Algunos sostienen que las privatizaciones de los años 90 redujeron el Estado a escombros mucho antes de que este terremoto redujera a escombros la ciudad portuaria de Pisco. ¡Pamplinas! En los años 90, el Estado engordó. Los gobiernos regionales compensaron con creces la pequeña reducción de la burocracia central y un aluvión de organismos reguladores, programas sociales y nuevos ministerios reemplazó a las empresas de servicios públicos vendidas a intereses privados. El gasto fiscal se elevó sin rubor, tendencia que ha persistido desde entonces. La plantilla es tan abultada, que el Estado gasta la mayor parte del dinero en salarios y pensiones: sus ‘inversiones” ni quiera totalizan el 3 por ciento del PBI de la nación.
Quienes aúllan que el Perú carece de “suficiente Estado” porque falló el sistema de defensa civil confunden el síntoma con la causa, que es: demasiado Estado, durante demasiado tiempo. A pesar de tanto Estado, la falta de ley y orden ha dado pie, en años recientes, al linchamiento de ladrones y violadores en los vecindarios pobres de la capital. Cualquiera que haya visto los noticieros o viajado a los lugares donde el terremoto golpeó más duramente a los pobres se habrá sorprendido con la cantidad de funcionarios públicos desplazados a aquellos lugares: políticos, burócratas, soldados, policías. Parecía como si todo el Estado hubiese establecido un campamento en el llamado “sur chico”.

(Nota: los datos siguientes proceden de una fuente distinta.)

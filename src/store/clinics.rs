use anyhow::{Context, Result};
use async_trait::async_trait;
use sqlx::PgPool;

use super::ClinicStore;
use crate::models::{Clinic, FaqRow, PricingRow, ReviewRow};

/// Clinic tables as maintained by the admin panel. Ids are read as text so
/// both uuid and text primary keys work.
pub struct PgClinicStore {
    pool: PgPool,
}

impl PgClinicStore {
    pub fn new(pool: PgPool) -> Self {
        Self { pool }
    }
}

#[async_trait]
impl ClinicStore for PgClinicStore {
    async fn fetch_clinic(&self, clinic_id: &str) -> Result<Option<Clinic>> {
        let clinic = sqlx::query_as::<_, Clinic>(
            r#"
            SELECT id::text AS id, name, description, detailed_description, address
            FROM clinics
            WHERE id::text = $1
            "#,
        )
        .bind(clinic_id)
        .fetch_optional(&self.pool)
        .await
        .with_context(|| format!("failed to load clinic {}", clinic_id))?;

        Ok(clinic)
    }

    async fn fetch_pricing(&self, clinic_id: &str) -> Result<Vec<PricingRow>> {
        let rows = sqlx::query_as::<_, PricingRow>(
            r#"
            SELECT id::text AS id,
                   clinic_id::text AS clinic_id,
                   treatment_name,
                   price_krw::bigint AS price_krw,
                   price_jpy::bigint AS price_jpy,
                   promo_price_krw::bigint AS promo_price_krw
            FROM clinic_pricing
            WHERE clinic_id::text = $1
            "#,
        )
        .bind(clinic_id)
        .fetch_all(&self.pool)
        .await
        .with_context(|| format!("failed to load pricing for clinic {}", clinic_id))?;

        Ok(rows)
    }

    async fn fetch_faqs(&self, clinic_id: &str) -> Result<Vec<FaqRow>> {
        let rows = sqlx::query_as::<_, FaqRow>(
            r#"
            SELECT id::text AS id,
                   clinic_id::text AS clinic_id,
                   question,
                   answer,
                   sort_order::int4 AS sort_order
            FROM clinic_faqs
            WHERE clinic_id::text = $1
            ORDER BY sort_order ASC, id ASC
            "#,
        )
        .bind(clinic_id)
        .fetch_all(&self.pool)
        .await
        .with_context(|| format!("failed to load FAQs for clinic {}", clinic_id))?;

        Ok(rows)
    }

    async fn fetch_recent_reviews(&self, clinic_id: &str, limit: i64) -> Result<Vec<ReviewRow>> {
        let rows = sqlx::query_as::<_, ReviewRow>(
            r#"
            SELECT id::text AS id,
                   clinic_id::text AS clinic_id,
                   rating::int4 AS rating,
                   content,
                   created_at
            FROM clinic_reviews
            WHERE clinic_id::text = $1
            ORDER BY created_at DESC
            LIMIT $2
            "#,
        )
        .bind(clinic_id)
        .bind(limit)
        .fetch_all(&self.pool)
        .await
        .with_context(|| format!("failed to load reviews for clinic {}", clinic_id))?;

        Ok(rows)
    }

    async fn list_clinic_ids(&self) -> Result<Vec<String>> {
        let ids: Vec<(String,)> = sqlx::query_as("SELECT id::text FROM clinics ORDER BY id")
            .fetch_all(&self.pool)
            .await
            .context("failed to list clinics")?;

        Ok(ids.into_iter().map(|(id,)| id).collect())
    }
}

El sistema de defensa civil depende en gran parte de las estructuras de los gobiernos locales y regionales así como del gobierno central, y parcialmente de las fuerzas armadas. Todas esas estructuras estaban en su sitio durante y después del terremoto. Si no se desempeñaron adecuadamente, sólo puede deberse a que el Estado es él mismo un pobre sistema de defensa civil.
Eso no implica decir que las empresas privadas están exentas de reproche. Las razones dadas por Telefónica con relación al colapso de las líneas telefónicas son aceptables, pero no cien por ciento. Es cierto: cualquier servicio afectado por un sorpresivo y masivo aumento de la demanda tendrá dificultades para lidiar ese toro (tres millones de líneas telefónicas murieron tras el paso de “Katrina” por los Estados Unidos). Pero el alcance del colapso refleja ineficiencias que pueden tener que ver con las condiciones monopólicas bajo las cuales esa empresa funcionó durante varios años en el Perú.
En cualquier caso, el cliché ha vuelto a boca de todos: este Estado no funciona. Desde hace algunos años, se habla de “reformar” el Estado peruano, hijo de más de medio millón de normas contradictorias, superpuestas y utópicas sancionadas por gobiernos que periódicamente trataron de reinventar la pólvora desde que el Perú obtuvo su independencia en 1824. Pero, ¿para qué engañarnos? Lograr que el Estado se aboque a menos tareas con menos burocracia requerirá un coraje político poco común.
No veo cómo en las actuales circunstancias, con un auge exportador, un Estado que recauda ingresos récord y una tragedia que lleva a muchos lamentar la falta de “suficiente Estado”, el Perú optaría por el doloroso sacrificio que una reforma digna de ese nombre exigiría para que el próximo terremoto no coja a las autoridades desprevenidas.